What about the boys that get to play and then next year decide they don't like lacrosse or they are better at basketball? I grew like 10 inches my sophomore year. I went from a point guard to a power forward in one year. I could barely walk without falling over and most of the skills I had worked on for 7 years were not longer required and I needed new ones. I sat the bench for a year or two. But I worked by buns off and my senior year I was a starter and I got a scholarship to play ball in college. Some of the girls that played over me quit for various reasons. A lot of them sat while I played my senior year. How can we tell who is going to be great and who peaked early when these kids are 10? How can we tell who wants it bad enough? How can we rule anyone out? This is how I think.
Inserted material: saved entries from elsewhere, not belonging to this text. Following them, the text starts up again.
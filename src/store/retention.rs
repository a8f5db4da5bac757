//! Retention policy for idempotency records and idle simulation sessions

use chrono::{TimeDelta, Utc};
use tracing::info;

use super::engine::Store;
use super::error::Result;
use super::models::{IdempotencyRecord, SessionCounter};

/// Default number of days an idempotency record is kept
pub const RETENTION_IDEMPOTENCY_DAYS: u32 = 14;

/// Default number of hours a session counter survives without being advanced
pub const RETENTION_SESSION_HOURS: u32 = 24;

#[derive(Debug, Default)]
pub struct PruneStats {
    pub idempotency_pruned: usize,
    pub idempotency_kept: usize,
    pub sessions_pruned: usize,
    pub sessions_kept: usize,
}

impl Store {
    /// Remove idempotency records created more than `ttl` ago
    ///
    /// A client retrying with a pruned key executes the mutation again, so the
    /// TTL must comfortably exceed any client's retry horizon.
    pub fn prune_idempotency(&self, ttl: TimeDelta) -> Result<PruneStats> {
        let cutoff = Utc::now() - ttl;
        let partition = self.idempotency_partition();
        let mut stats = PruneStats::default();

        // Serialize with writers so a record staged concurrently is never half-seen
        let _scope = self.write();
        let mut expired = Vec::new();
        for entry in partition.iter() {
            let (key, value) = entry?;
            let record: IdempotencyRecord = serde_json::from_slice(&value)?;
            if record.created_at < cutoff {
                expired.push(key);
            } else {
                stats.idempotency_kept += 1;
            }
        }

        let mut batch = self.keyspace().batch();
        for key in expired {
            batch.remove(partition, key);
            stats.idempotency_pruned += 1;
        }
        batch.commit()?;

        info!(
            pruned = stats.idempotency_pruned,
            kept = stats.idempotency_kept,
            "Pruned idempotency records"
        );
        Ok(stats)
    }

    /// Remove session counters not advanced within `ttl`
    ///
    /// A pruned session simply starts its fault cycle again.
    pub fn prune_sessions(&self, ttl: TimeDelta) -> Result<PruneStats> {
        let cutoff = Utc::now() - ttl;
        let partition = self.sessions_partition();
        let mut stats = PruneStats::default();

        let mut expired = Vec::new();
        for entry in partition.iter() {
            let (key, value) = entry?;
            match serde_json::from_slice::<SessionCounter>(&value) {
                Ok(counter) if counter.touched_at >= cutoff => stats.sessions_kept += 1,
                // Unreadable counters are dropped along with stale ones
                _ => expired.push(key),
            }
        }

        let mut batch = self.keyspace().batch();
        for key in expired {
            batch.remove(partition, key);
            stats.sessions_pruned += 1;
        }
        batch.commit()?;

        info!(
            pruned = stats.sessions_pruned,
            kept = stats.sessions_kept,
            "Pruned idle simulation sessions"
        );
        Ok(stats)
    }
}
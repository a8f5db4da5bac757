//! Configuration management for ItemBox
//!
//! This module provides a layered configuration system that loads settings from:
//! 1. Default values (embedded in structs)
//! 2. TOML configuration file
//! 3. Environment variables (highest priority)
//!
//! # Usage
//!
//! ```no_run
//! use itembox::config::Config;
//!
//! let config = Config::load().expect("Failed to load configuration");
//! println!("Server listening on: {}", config.server.bind_addr);
//! ```
//!
//! # Environment Variables
//!
//! Configuration can be overridden using environment variables with the pattern:
//! `ITEMBOX__<section>__<key>`
//!
//! Examples:
//! - `ITEMBOX__SERVER__BIND_ADDR=0.0.0.0:9000`
//! - `ITEMBOX__SIMULATION__SERVER_ERROR_THRESHOLD=1`
//!
//! API tokens are secrets and are only read from `ITEMBOX_API_TOKENS`
//! (comma separated).
//!
//! # Configuration File
//!
//! By default, the configuration is loaded from `config/itembox.toml`.
//! This can be overridden using the `ITEMBOX_CONFIG` environment variable.

mod models;
mod sources;
mod validation;

pub use models::{AuthConfig, Config, RetentionConfig, ServerConfig, SimulationConfig};
pub use sources::parse_tokens;
pub use validation::ValidationError;

use thiserror::Error;

#[derive(Debug, Error)]
pub enum ConfigError {
    #[error("Failed to load configuration: {0}")]
    LoadError(#[from] config::ConfigError),

    #[error("Configuration validation failed: {0}")]
    ValidationError(#[from] ValidationError),
}

impl Config {
    /// Load configuration from all sources (file + environment)
    ///
    /// Configuration is loaded with the following priority (highest to lowest):
    /// 1. Environment variables (`ITEMBOX__*`, `ITEMBOX_API_TOKENS`)
    /// 2. TOML file (default: `config/itembox.toml`)
    /// 3. Default values
    pub fn load() -> Result<Self, ConfigError> {
        let config = sources::load()?;
        validation::validate(&config)?;
        Ok(config)
    }

    /// Load configuration from a specific path
    ///
    /// Useful for testing with custom configuration files.
    pub fn load_from_path(path: std::path::PathBuf) -> Result<Self, ConfigError> {
        let config = sources::load_from_sources(path)?;
        validation::validate(&config)?;
        Ok(config)
    }

    /// Validate a configuration assembled in code
    pub fn validate(&self) -> Result<(), ConfigError> {
        validation::validate(self)?;
        Ok(())
    }
}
When is it worth it to win at all costs? What does this teach this boy? I'm trying to raise a great man who will be a loving husband and a responsible father. I don't care if he wins at lacrosse. If it were up to me, we would never see this coach again. But what does that teach my son about life. We always say we never quit. Am I too much of a baby to handle this situation? Do I want out because it's easier for me? 
Thor wants to keep playing so he will. He and Trav signed a contract to practice every day. They mapped out a game plan. This still doesn't guarantee playing time but at least he has a game plan. That always helps me.
I hope he realizes that he is important as a person and that it doesn't matter how good he is at lacrosse (because he's not great). He's so smart, he sings in a childrens choir, he plays piano, he won a chess tournament, etc. I hope this turns out to be a good learning experience for him. Mostly, I wish that he would never play again and I wish that the coach gets scheduled to work overtime and can't coach anymore.

1 comment:

  1. I am with you, Karyn. So far, Ally has had great coaches, and all but 1 of Lizzi's were pretty good (it's always easier though when your kid is the one playing most of the game). At 10, coaches need to be more concerned about teaching the game and sportsmanship than anything else. Thor is lucky to have you & Trav for parents. Find him another team for next season & go cheer like crazy for every minutes of playing time he gets this season. Any coach worth his merit would recognize that Thor is an asset to any team! Besides, I would bet that Thor's daddy could always take him! Just kidding. I love that kid.